» Available records
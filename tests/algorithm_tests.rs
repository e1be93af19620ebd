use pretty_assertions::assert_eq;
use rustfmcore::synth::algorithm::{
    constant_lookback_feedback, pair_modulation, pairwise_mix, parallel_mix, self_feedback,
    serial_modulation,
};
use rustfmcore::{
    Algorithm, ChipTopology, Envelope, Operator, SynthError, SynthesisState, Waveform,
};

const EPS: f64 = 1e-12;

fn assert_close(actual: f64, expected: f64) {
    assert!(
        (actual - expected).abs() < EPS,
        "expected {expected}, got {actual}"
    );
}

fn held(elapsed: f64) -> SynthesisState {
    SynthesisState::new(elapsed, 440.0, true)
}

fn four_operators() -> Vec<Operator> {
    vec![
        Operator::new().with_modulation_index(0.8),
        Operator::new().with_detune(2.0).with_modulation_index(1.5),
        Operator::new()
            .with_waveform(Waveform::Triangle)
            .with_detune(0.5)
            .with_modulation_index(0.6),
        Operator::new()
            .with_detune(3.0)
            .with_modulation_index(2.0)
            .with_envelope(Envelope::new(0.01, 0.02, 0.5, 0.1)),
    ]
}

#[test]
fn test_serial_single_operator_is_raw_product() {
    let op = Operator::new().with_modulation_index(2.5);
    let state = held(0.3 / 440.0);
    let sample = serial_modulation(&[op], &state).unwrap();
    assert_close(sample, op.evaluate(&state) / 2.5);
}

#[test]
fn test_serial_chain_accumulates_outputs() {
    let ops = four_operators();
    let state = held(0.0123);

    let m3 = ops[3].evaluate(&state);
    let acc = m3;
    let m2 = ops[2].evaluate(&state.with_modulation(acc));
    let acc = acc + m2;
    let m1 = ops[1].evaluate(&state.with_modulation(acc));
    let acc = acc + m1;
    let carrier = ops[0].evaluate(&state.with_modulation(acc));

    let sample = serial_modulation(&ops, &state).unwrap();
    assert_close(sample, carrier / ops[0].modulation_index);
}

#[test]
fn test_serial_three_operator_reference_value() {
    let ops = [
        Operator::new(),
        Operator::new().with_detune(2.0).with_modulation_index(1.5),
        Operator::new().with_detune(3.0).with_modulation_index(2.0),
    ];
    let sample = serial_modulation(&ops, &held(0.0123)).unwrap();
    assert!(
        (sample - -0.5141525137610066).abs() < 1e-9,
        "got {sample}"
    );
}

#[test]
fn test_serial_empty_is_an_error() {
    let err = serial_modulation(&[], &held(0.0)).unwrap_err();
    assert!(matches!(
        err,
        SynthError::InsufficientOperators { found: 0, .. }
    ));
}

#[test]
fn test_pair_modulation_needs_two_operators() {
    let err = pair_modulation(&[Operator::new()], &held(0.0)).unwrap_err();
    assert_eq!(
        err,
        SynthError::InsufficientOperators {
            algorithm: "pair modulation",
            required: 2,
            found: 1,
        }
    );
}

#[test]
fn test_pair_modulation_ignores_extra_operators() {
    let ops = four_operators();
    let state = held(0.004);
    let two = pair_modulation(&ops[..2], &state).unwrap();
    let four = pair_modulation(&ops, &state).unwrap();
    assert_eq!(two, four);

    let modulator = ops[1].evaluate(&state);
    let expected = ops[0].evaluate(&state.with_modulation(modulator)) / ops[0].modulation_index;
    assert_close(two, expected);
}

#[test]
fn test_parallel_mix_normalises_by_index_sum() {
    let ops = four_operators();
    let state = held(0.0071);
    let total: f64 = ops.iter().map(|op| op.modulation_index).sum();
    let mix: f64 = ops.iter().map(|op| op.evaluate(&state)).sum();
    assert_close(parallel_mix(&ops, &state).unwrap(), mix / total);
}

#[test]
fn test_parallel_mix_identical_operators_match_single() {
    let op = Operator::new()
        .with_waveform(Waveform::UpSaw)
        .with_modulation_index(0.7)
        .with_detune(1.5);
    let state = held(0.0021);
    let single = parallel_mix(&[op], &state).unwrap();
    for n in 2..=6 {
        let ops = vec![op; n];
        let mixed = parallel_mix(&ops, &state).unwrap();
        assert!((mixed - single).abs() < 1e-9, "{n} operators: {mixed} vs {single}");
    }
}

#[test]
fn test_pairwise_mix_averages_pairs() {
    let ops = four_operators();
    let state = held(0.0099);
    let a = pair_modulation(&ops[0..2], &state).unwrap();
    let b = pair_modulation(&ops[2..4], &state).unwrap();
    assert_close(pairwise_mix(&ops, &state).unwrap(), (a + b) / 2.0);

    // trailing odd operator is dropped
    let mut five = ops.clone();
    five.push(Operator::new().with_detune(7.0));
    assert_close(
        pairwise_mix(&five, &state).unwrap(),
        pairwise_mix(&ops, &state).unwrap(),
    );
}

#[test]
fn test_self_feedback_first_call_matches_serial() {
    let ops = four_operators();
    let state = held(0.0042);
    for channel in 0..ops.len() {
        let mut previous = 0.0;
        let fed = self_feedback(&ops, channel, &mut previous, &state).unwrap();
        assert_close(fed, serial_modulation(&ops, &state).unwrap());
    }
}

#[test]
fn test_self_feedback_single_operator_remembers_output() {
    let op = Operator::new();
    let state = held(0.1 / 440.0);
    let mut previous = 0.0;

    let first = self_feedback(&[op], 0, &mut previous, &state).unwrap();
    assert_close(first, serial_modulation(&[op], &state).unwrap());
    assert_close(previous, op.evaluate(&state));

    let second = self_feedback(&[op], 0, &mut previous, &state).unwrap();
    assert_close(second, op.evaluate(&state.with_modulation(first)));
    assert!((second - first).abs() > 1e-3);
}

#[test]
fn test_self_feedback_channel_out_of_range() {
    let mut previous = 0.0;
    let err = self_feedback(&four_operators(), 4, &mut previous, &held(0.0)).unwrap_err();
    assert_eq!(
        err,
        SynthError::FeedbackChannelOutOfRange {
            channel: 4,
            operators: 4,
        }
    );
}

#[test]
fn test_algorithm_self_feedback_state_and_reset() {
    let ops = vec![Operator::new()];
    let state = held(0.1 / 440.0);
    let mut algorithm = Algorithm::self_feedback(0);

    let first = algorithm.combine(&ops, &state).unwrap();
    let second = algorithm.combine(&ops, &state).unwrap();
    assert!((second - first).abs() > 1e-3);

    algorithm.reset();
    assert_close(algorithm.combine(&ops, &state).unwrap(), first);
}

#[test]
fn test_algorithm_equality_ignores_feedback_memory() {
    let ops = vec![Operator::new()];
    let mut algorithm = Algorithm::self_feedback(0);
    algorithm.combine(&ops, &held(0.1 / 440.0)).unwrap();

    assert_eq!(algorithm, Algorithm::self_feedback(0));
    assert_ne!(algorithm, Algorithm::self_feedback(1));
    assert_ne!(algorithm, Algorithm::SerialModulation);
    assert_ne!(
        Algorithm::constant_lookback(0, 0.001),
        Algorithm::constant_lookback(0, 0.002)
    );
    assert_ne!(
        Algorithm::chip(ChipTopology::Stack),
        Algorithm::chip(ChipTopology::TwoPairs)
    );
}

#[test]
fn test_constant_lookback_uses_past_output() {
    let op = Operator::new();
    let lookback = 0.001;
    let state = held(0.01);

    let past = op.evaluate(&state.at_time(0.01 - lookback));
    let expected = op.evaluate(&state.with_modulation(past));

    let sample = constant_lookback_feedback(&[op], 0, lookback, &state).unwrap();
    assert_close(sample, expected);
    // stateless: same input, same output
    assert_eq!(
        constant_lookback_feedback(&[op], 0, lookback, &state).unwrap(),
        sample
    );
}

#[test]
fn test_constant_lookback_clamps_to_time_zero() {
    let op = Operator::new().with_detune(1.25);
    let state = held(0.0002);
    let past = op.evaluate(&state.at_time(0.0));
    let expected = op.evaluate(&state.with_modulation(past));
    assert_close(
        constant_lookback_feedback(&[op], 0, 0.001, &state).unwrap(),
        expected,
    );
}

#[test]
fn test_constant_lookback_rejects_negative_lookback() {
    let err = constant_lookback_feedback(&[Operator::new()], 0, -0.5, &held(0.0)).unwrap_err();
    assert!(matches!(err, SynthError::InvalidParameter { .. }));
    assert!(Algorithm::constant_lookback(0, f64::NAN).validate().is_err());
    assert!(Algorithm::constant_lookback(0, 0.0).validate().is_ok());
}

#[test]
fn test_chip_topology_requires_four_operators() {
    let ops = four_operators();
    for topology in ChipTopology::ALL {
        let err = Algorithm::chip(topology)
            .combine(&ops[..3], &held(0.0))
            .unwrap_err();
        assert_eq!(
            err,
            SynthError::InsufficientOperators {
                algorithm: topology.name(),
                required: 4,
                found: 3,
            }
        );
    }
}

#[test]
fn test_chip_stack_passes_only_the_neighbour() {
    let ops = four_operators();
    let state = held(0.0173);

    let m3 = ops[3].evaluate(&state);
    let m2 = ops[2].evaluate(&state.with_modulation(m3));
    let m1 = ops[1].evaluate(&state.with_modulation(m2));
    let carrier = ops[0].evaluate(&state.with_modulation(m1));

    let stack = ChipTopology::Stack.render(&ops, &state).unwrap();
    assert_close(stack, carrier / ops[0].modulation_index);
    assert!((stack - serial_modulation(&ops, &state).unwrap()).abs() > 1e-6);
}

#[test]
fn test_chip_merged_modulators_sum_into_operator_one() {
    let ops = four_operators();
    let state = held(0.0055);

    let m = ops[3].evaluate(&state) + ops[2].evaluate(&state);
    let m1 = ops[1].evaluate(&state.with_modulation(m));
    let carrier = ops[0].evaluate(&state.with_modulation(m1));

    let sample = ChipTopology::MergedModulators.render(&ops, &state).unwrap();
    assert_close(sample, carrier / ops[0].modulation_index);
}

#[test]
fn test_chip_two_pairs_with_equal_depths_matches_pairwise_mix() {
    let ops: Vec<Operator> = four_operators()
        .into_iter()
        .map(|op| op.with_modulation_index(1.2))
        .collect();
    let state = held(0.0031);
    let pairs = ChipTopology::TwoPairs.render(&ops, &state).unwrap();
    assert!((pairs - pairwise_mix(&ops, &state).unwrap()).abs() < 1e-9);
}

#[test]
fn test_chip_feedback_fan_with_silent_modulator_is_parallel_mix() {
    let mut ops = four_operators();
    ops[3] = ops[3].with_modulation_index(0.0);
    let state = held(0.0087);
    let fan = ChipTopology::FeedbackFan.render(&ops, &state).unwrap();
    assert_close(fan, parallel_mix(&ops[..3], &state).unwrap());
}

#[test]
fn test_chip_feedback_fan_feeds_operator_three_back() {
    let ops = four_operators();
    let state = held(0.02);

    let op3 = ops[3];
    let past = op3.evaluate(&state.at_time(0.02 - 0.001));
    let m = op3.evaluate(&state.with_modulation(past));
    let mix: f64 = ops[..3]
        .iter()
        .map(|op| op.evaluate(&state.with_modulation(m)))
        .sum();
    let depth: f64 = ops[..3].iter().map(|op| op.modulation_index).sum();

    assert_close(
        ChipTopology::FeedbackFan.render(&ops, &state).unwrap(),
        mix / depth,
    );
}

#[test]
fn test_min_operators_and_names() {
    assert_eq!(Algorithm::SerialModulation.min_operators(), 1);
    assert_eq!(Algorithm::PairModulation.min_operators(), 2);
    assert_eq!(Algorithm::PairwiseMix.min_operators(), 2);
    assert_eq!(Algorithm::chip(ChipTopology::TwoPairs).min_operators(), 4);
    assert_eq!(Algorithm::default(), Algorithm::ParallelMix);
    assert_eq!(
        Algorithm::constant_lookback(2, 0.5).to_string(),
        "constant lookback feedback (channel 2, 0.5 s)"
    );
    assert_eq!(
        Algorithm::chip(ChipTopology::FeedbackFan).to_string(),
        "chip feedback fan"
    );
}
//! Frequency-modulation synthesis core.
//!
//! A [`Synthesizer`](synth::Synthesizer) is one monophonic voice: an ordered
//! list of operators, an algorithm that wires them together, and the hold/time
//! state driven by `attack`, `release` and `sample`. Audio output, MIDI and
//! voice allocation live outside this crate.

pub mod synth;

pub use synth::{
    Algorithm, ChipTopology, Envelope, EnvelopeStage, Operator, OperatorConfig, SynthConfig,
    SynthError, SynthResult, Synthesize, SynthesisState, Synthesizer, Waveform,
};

» Your objective
Repeat the data word for word, starting at its first line and stopping after the line that contains "fn held(elapsed: f64)".

» Response to this exercise
filename tests/algorithm_tests.rs
repository e1be93af19620ebd
use pretty_assertions::assert_eq;
use rustfmcore::synth::algorithm::{
    constant_lookback_feedback, pair_modulation, pairwise_mix, parallel_mix, self_feedback,
    serial_modulation,
};
use rustfmcore::{
    Algorithm, ChipTopology, Envelope, Operator, SynthError, SynthesisState, Waveform,
};

const EPS: f64 = 1e-12;

fn assert_close(actual: f64, expected: f64) {
    assert!(
        (actual - expected).abs() < EPS,
        "expected {expected}, got {actual}"
    );
}

fn held(elapsed: f64) -> SynthesisState {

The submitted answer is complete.